## WORK TASK:
Among the records that follow, how many lines contain the word "pixels"? Give the number and no other words.

[MATERIAL FOR THIS TASK]

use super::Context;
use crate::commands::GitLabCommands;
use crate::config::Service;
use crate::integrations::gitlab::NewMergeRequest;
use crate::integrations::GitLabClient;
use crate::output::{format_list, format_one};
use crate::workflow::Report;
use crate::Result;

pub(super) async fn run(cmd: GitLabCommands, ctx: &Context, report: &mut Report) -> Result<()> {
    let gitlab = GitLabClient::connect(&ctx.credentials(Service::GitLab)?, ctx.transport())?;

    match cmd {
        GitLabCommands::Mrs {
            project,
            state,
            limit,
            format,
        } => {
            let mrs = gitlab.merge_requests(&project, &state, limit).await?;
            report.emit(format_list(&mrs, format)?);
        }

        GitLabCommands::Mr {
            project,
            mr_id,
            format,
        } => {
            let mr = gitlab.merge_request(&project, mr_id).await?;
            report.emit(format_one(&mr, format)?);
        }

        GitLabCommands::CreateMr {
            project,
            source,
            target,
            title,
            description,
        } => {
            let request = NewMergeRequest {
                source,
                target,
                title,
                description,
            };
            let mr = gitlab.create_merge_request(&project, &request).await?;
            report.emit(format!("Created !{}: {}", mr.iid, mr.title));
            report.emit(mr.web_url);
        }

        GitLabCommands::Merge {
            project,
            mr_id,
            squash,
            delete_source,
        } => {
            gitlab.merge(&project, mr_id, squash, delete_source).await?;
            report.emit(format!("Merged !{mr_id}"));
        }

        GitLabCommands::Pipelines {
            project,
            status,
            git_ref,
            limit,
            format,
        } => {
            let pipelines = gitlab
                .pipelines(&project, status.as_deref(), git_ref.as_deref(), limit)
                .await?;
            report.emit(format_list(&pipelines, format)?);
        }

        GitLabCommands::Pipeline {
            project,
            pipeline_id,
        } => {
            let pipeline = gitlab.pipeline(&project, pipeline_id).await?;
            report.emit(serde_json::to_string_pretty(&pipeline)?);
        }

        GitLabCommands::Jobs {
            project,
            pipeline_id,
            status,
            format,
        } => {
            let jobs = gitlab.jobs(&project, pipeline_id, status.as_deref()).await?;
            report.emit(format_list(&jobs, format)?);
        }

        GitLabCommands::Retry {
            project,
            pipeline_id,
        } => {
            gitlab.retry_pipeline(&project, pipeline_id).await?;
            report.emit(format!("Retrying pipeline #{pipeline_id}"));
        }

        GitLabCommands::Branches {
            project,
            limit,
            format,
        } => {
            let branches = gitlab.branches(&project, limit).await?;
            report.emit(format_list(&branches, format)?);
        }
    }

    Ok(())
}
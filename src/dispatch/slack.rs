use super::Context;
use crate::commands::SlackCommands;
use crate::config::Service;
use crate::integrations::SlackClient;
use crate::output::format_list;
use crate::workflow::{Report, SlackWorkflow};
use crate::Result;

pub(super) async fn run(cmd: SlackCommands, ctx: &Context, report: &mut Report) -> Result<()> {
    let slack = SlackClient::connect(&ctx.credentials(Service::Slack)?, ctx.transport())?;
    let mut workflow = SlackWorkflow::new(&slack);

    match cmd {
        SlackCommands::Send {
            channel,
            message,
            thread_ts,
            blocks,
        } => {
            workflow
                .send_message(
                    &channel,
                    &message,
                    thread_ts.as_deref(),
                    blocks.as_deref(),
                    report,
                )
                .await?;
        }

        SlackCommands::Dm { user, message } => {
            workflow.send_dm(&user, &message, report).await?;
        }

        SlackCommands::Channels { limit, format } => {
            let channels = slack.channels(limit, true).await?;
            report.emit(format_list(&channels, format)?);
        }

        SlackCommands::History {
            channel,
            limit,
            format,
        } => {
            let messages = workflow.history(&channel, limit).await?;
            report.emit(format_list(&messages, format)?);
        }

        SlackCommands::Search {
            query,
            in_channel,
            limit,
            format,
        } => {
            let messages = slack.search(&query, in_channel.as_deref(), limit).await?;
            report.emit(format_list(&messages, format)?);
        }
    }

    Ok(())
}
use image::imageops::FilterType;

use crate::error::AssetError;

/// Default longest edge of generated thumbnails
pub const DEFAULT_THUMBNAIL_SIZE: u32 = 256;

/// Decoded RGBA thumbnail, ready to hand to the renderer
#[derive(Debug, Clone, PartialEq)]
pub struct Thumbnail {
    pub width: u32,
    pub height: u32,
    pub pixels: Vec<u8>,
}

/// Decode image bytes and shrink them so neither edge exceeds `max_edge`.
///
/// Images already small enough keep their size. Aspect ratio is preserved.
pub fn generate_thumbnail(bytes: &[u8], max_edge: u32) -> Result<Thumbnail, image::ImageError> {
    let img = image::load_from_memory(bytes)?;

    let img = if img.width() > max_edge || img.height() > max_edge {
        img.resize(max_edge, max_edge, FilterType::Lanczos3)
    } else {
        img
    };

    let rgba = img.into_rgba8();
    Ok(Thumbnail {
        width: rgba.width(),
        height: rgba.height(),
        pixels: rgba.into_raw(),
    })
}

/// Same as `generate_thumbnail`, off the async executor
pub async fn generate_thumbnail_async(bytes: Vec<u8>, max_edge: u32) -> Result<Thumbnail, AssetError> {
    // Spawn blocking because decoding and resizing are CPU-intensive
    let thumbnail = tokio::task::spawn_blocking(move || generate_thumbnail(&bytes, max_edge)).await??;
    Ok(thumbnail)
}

[/MATERIAL FOR THIS TASK]

## REPLY:
2